▶ **Instructions to follow**
Check each line of the material below for the word "TimerHandle". State how many lines have it, and nothing more.

.....

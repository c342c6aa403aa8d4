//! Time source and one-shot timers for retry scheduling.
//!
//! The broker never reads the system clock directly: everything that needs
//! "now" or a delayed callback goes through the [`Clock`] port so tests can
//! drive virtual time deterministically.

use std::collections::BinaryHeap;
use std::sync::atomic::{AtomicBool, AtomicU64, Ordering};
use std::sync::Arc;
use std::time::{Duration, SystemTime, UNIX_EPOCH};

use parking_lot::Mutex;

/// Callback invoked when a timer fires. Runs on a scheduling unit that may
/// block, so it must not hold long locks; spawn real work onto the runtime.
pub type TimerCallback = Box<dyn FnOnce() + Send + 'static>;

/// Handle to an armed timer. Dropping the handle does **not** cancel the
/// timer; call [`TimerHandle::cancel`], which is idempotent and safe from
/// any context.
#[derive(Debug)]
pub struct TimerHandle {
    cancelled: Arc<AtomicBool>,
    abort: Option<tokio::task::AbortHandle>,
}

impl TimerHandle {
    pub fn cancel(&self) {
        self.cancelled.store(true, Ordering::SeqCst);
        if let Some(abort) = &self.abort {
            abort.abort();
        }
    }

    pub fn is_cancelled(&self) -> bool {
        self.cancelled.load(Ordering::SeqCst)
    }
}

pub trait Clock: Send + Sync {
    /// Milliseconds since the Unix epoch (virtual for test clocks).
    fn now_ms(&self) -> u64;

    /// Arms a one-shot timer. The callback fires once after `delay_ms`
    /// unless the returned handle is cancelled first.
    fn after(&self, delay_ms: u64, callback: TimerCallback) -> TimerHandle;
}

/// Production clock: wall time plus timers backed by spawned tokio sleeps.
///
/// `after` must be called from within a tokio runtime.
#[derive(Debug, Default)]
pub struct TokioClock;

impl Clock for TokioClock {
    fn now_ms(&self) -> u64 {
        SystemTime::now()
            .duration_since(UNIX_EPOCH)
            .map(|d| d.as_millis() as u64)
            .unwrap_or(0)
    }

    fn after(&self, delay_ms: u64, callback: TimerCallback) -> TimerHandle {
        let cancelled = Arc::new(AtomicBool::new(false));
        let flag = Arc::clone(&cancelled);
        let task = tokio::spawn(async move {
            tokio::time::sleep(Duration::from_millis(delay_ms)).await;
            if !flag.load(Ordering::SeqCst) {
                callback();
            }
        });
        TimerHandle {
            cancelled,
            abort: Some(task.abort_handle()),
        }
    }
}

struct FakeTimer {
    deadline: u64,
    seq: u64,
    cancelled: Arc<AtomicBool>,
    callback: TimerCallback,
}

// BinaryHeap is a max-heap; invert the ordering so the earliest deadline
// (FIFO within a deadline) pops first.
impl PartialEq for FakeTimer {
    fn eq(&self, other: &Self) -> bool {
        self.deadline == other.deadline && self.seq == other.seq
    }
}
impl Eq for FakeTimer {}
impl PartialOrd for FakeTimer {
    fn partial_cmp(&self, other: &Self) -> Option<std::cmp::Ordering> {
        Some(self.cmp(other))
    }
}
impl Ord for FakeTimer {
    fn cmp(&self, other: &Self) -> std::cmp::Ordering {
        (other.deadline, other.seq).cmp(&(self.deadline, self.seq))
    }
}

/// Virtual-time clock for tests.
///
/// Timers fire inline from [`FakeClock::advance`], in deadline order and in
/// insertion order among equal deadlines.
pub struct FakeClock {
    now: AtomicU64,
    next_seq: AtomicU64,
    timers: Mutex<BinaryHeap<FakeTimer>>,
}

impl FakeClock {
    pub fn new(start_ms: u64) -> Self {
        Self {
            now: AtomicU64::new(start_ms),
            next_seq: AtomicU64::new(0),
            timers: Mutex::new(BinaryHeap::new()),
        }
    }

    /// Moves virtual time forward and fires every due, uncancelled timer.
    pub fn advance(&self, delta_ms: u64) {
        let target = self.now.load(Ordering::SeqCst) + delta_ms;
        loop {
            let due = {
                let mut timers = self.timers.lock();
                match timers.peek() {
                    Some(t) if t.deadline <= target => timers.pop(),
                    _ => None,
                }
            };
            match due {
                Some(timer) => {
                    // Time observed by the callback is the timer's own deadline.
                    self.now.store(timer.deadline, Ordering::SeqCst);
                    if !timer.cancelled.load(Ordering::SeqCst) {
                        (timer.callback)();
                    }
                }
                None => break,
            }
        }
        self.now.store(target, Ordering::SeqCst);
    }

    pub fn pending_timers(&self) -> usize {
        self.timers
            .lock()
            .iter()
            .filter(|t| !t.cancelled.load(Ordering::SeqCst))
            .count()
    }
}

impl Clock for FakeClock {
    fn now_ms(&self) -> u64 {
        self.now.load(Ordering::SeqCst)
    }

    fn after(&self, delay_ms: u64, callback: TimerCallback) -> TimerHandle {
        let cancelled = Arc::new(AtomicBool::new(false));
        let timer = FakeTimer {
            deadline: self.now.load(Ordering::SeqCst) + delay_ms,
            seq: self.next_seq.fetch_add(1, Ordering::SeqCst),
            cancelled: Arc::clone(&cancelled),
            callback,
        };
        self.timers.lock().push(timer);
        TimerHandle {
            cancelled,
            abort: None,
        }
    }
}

.....

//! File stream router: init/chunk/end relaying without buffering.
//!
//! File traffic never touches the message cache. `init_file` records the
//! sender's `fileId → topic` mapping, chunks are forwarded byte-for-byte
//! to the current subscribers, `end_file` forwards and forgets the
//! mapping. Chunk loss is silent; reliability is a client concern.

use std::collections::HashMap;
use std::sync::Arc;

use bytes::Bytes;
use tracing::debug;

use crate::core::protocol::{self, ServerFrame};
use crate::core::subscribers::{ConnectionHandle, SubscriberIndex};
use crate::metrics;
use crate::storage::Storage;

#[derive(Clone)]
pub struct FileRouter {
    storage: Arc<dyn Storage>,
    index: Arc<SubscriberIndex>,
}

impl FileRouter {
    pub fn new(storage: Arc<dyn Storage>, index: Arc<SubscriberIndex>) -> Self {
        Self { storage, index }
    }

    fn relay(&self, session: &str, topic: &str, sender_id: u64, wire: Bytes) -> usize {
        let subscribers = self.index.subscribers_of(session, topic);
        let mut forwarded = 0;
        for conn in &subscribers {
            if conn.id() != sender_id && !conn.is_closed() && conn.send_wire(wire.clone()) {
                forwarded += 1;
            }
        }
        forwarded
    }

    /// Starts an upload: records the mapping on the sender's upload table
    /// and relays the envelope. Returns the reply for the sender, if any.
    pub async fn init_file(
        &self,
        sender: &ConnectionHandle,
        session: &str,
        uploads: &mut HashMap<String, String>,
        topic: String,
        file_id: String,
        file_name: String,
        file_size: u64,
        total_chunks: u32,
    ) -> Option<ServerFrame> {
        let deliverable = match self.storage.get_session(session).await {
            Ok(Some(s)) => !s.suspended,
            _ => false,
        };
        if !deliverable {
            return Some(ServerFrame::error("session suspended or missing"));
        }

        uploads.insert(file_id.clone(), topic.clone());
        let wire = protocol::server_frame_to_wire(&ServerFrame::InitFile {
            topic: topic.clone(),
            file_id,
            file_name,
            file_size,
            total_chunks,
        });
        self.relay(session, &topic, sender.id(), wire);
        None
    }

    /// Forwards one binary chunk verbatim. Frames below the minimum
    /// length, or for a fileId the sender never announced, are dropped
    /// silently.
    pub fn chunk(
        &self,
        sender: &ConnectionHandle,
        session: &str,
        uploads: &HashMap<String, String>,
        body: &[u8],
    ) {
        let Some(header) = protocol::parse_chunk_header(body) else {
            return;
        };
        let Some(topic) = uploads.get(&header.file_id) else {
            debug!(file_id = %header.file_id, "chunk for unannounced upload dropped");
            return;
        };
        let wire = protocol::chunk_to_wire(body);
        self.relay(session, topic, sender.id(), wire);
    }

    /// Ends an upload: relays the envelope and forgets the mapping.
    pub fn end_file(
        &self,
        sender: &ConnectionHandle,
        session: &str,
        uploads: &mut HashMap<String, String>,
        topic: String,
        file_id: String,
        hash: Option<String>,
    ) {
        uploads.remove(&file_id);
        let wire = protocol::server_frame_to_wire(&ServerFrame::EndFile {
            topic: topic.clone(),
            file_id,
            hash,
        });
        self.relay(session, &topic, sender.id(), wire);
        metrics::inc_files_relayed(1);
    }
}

.....

▶ **Response area**
8